Walter Nash was prime minister of New Zealand when Diane Harris’ family first embarked on the road trip from Ashburton to Nelson on Boxing Day in 1958. At the time, the road up the coast via Kaikoura was only gravel. Diane’s family made the journey in a Humber 80, towing a trailer full of camping gear. “It was like driving a lawn mower,” she laughs. Not surprisingly the trip took about eight hours.
Diane spent her formative childhood years holidaying at Tāhuna Beach Holiday Park, then known as Tāhuna Motor Camp. Diane’s family camped at the park for 13 years running. Cousins from Ashburton and family friends from Rangiora often joined them and Diane also remembers becoming friendly with a family from Auckland. They always stayed for three weeks and saw in the New Year at Tāhunanui until 1970, when Diane was 16 years old.

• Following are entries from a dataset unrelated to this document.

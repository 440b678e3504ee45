//! Document records.

use crate::error::{CoreError, CoreResult};
use crate::id::RecordId;
use crate::schema::{Content, Schema};
use crate::timestamp;
use chrono::{DateTime, Utc};
use docudb_codec::NEWLINE_SENTINEL;
use docudb_storage::{StorageError, StorageHandler};
use serde_json::Value;
use std::sync::Arc;
use tracing::{debug, warn};

/// Stored key of the record id.
pub const ID_KEY: &str = "_id";
/// Stored key of the creation timestamp.
pub const CREATED_AT_KEY: &str = "createdAt";
/// Stored key of the last-update timestamp.
pub const UPDATED_AT_KEY: &str = "updatedAt";

/// JSON escape of the sentinel's first character, so stored text never
/// contains the sentinel verbatim.
const ESCAPED_SENTINEL: &str = "\\u003c|NEW-LINE|>";

/// One validated document.
///
/// A record owns its id, its content (exactly the schema's declared fields)
/// and its timestamps, and writes itself through a [`StorageHandler`]. It is
/// created fresh by [`crate::CollectionModel::new_record`] or rebuilt from
/// stored text by [`DocumentRecord::reconstruct`].
///
/// Records are stored as
/// `{"_id": ..., <fields in declaration order>, "createdAt": ..., "updatedAt": ...}`;
/// the timestamps appear only when the schema enables them or the source
/// content supplied them.
#[derive(Debug, Clone)]
pub struct DocumentRecord {
    id: RecordId,
    content: Content,
    created_at: Option<DateTime<Utc>>,
    updated_at: Option<DateTime<Utc>>,
    persisted: bool,
    schema: Arc<Schema>,
    storage: StorageHandler,
}

impl DocumentRecord {
    /// Builds a record from `content`.
    ///
    /// A valid `_id`, `createdAt` or `updatedAt` carried by `content` is
    /// adopted; otherwise the id is minted from `seed` and, if the schema
    /// enables timestamps, both timestamps are set to now.
    ///
    /// # Errors
    ///
    /// Fails if `content` does not satisfy the schema.
    pub fn new(
        content: &Value,
        schema: Arc<Schema>,
        storage: StorageHandler,
        seed: u64,
    ) -> CoreResult<Self> {
        let validated = schema.validate(content)?;

        let id = meta_str(content, ID_KEY)
            .and_then(RecordId::parse)
            .unwrap_or_else(|| RecordId::mint(seed));
        let mut created_at = meta_time(content, CREATED_AT_KEY);
        let mut updated_at = meta_time(content, UPDATED_AT_KEY);

        if schema.timestamps() {
            let now = timestamp::now();
            created_at = created_at.or(Some(now));
            updated_at = updated_at.or(created_at);
        }

        Ok(Self {
            id,
            content: validated,
            created_at,
            updated_at,
            persisted: false,
            schema,
            storage,
        })
    }

    /// Rebuilds a record from stored content.
    ///
    /// Unlike [`new`](Self::new), nothing is minted: the content must carry a
    /// valid `_id`, and a `createdAt` strictly before the current instant
    /// (required when the schema enables timestamps). On any problem the record is skipped
    /// with a warning and `None` is returned, so one damaged entry cannot
    /// abort a listing.
    #[must_use]
    pub fn reconstruct(
        content: &Value,
        schema: Arc<Schema>,
        storage: StorageHandler,
        was_saved: bool,
    ) -> Option<Self> {
        match Self::try_reconstruct(content, schema, storage, was_saved, Utc::now()) {
            Ok(record) => Some(record),
            Err(e) => {
                warn!(
                    id = meta_str(content, ID_KEY).unwrap_or("<none>"),
                    error = %e,
                    "skipping malformed stored record"
                );
                None
            }
        }
    }

    fn try_reconstruct(
        content: &Value,
        schema: Arc<Schema>,
        storage: StorageHandler,
        was_saved: bool,
        now: DateTime<Utc>,
    ) -> CoreResult<Self> {
        let id = match meta_str(content, ID_KEY) {
            Some(text) => RecordId::parse(text)
                .ok_or_else(|| CoreError::invalid_record(format!("malformed id `{text}`")))?,
            None => return Err(CoreError::invalid_record("missing `_id`")),
        };

        let validated = schema.validate(content)?;

        let created_at = meta_timestamp(content, CREATED_AT_KEY)?;
        match created_at {
            Some(created) if created >= now => {
                return Err(CoreError::invalid_record(format!(
                    "`createdAt` {} is not in the past",
                    timestamp::format(&created)
                )))
            }
            None if schema.timestamps() => {
                return Err(CoreError::invalid_record("missing `createdAt`"))
            }
            _ => {}
        }

        let updated_at = meta_timestamp(content, UPDATED_AT_KEY)?.or(created_at);

        Ok(Self {
            id,
            content: validated,
            created_at,
            updated_at,
            persisted: was_saved,
            schema,
            storage,
        })
    }

    /// Replaces the content after validating `content`.
    ///
    /// On success `updatedAt` moves strictly forward (when the record carries
    /// timestamps). On failure the record is left unchanged.
    ///
    /// # Errors
    ///
    /// Fails if `content` does not satisfy the schema.
    pub fn edit(&mut self, content: &Value) -> CoreResult<()> {
        let validated = self.schema.validate(content)?;

        self.content = validated;
        if self.schema.timestamps() || self.updated_at.is_some() {
            self.updated_at = Some(timestamp::advance(self.updated_at));
        }
        Ok(())
    }

    /// Writes the record to storage.
    ///
    /// A record never saved before is appended. A persisted record first has
    /// its previous line removed (matched on the exact leading `_id` field),
    /// then the new text is appended, so an updated record moves to the end
    /// of the file. If the removal fails nothing is appended.
    ///
    /// # Errors
    ///
    /// Returns a connection error if the storage is not connected, or any
    /// storage error from the removal or the append.
    pub async fn save(&mut self) -> CoreResult<()> {
        if !self.storage.is_connected() {
            return Err(StorageError::NotConnected.into());
        }

        let text = self.encode()?;

        if self.persisted {
            let prefix = self.line_prefix()?;
            let removed = self
                .storage
                .delete_where(|line| line.starts_with(&prefix))
                .await?;
            debug!(id = %self.id, removed, "removed previous record version");
        }

        self.storage.save(&text).await?;
        self.persisted = true;

        debug!(id = %self.id, "saved record");
        Ok(())
    }

    /// Returns the record in its stored JSON shape.
    #[must_use]
    pub fn to_json(&self) -> Value {
        let mut object = Content::new();
        object.insert(ID_KEY.to_string(), Value::from(self.id.as_str()));
        object.extend(self.content.iter().map(|(k, v)| (k.clone(), v.clone())));
        if let Some(created) = &self.created_at {
            object.insert(CREATED_AT_KEY.to_string(), timestamp::format(created).into());
        }
        if let Some(updated) = &self.updated_at {
            object.insert(UPDATED_AT_KEY.to_string(), timestamp::format(updated).into());
        }
        Value::Object(object)
    }

    /// Serializes the record to its single-line stored text.
    ///
    /// # Errors
    ///
    /// Fails only if serialization fails.
    pub fn encode(&self) -> CoreResult<String> {
        let text = serde_json::to_string(&self.to_json())?;
        Ok(text.replace(NEWLINE_SENTINEL, ESCAPED_SENTINEL))
    }

    /// Every stored line of this record starts with this text.
    fn line_prefix(&self) -> CoreResult<String> {
        Ok(format!(
            "{{{}:{}",
            serde_json::to_string(ID_KEY)?,
            serde_json::to_string(self.id.as_str())?
        ))
    }

    /// Returns the record id.
    #[must_use]
    pub fn id(&self) -> &RecordId {
        &self.id
    }

    /// Returns the validated content.
    #[must_use]
    pub fn content(&self) -> &Content {
        &self.content
    }

    /// Returns the creation time.
    #[must_use]
    pub fn created_at(&self) -> Option<DateTime<Utc>> {
        self.created_at
    }

    /// Returns the last update time.
    #[must_use]
    pub fn updated_at(&self) -> Option<DateTime<Utc>> {
        self.updated_at
    }

    /// Returns true if this record is known to be in storage.
    #[must_use]
    pub fn is_persisted(&self) -> bool {
        self.persisted
    }

    /// Returns the record's schema.
    #[must_use]
    pub fn schema(&self) -> &Arc<Schema> {
        &self.schema
    }

    /// Returns the storage the record saves to.
    #[must_use]
    pub fn storage(&self) -> &StorageHandler {
        &self.storage
    }
}

fn meta_str<'a>(content: &'a Value, key: &str) -> Option<&'a str> {
    content.get(key).and_then(Value::as_str)
}

fn meta_time(content: &Value, key: &str) -> Option<DateTime<Utc>> {
    meta_str(content, key).and_then(timestamp::parse)
}

/// Like [`meta_time`], but a present value that is not a timestamp is an error.
fn meta_timestamp(content: &Value, key: &str) -> CoreResult<Option<DateTime<Utc>>> {
    match content.get(key) {
        None | Some(Value::Null) => Ok(None),
        Some(value) => value
            .as_str()
            .and_then(timestamp::parse)
            .map(Some)
            .ok_or_else(|| CoreError::invalid_record(format!("malformed `{key}`"))),
    }
}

“It was a time of not knowing any dangers in the world,” Diane recollects. “I have such fond memories, it was 13 years of the most fabulous family time. We didn’t have a care in the world, didn’t want for anything, and didn’t have anything. We kids ran wild, went to the beach on our own, swam, hunted for sand crabs and built sandcastles. The tide would come in, take it all away, and we’d start over again.”
In 1958, television had not yet started in New Zealand and the country’s first supermarket, Foodtown, had only just opened in Otahuhu during the winter. The Harris family would harvest vegetables from their backyard garden on Christmas Day before making the long journey north.
“Dad would dig a hole and bury the veggies in a burlap sack not far from where we pitched the tent. He’d hang a safe in the tree to keep our milk cool.”
There were, however, a few treats from the camp’s canteen. “You could buy an ice cream for two shillings. Mum would buy a pint of Hokey Pokey and cut it into exactly five shares for the family.”
Father Frank, mother Joy, sister Trish, brother Tony and Diane enjoyed the icy sweetness in a little tin shed in the park, sheltering from the scorching afternoon sun.
Joy, like all the mothers at the time, would have been wearing a waisted cotton dress, fashionable again today in retro stores.
Diane remembers car racing on the sand dunes, until someone was tragically killed. She also mentions the Great Benyon, a magician and comedian who performed at the beach every day.
“He told the same jokes every day and my dad would laugh until he cried at the same jokes every day.”
Diane, on the other hand, admits she might have taken the Great Benyon a little for granted, adding, “I thought all beaches had a Great Benyon”.
The family rarely ventured away from the beach during their annual three-week holidays. Diane remembers only ever making the trip into Nelson City once. “We didn’t have money for eating out or shopping.”
Back at the camp, the family enjoyed fish and chips on Friday nights as a weekly treat.
“Home” was a custom-built canvas tent, with a bright green roof and cream canvas wall, created by Mr Patching the canvas maker (an apt name for such a tradesman, who specialised in making and repairing horse rugs). The family could roll up the walls for ventilation during the day and roll them back down again at dusk. Inside, they slept on five matching camp stretchers in five matching sleep bags. Tucked underneath were five matching suitcases.
“The only bad thing about being on holiday in Nelson was that I couldn’t bring my pony with me.”
When the family made their final trip in 1970, Diane was a young woman aged 16 and the world was a very different place. A few years earlier, a referendum had extended hotel closing hours in New Zealand to 10pm. Regular television programmes had been on air for a decade. Radio Hauraki was granted the very first commercial radio licence in New Zealand. Police and anti-Vietnam war protestors clashed outside the Intercontinental Hotel in Auckland, where visiting U.S. Vice-president Spiro Agnew was staying.
Diane believes the regular summer sojourns in the top of the South gave both her and her siblings a taste for travel. She now lives beside the Motueka River and works for New Zealand’s official tourism quality assurance organisation Qualmark, a job that entails many kilometres of travel every week.
Postscript: Incidentally, as a tribute to her father, Diane, Trish and Tony told some of the Great Benyon’s jokes at her father’s funeral in 2004. They were indelibly etched in all three siblings’ minds.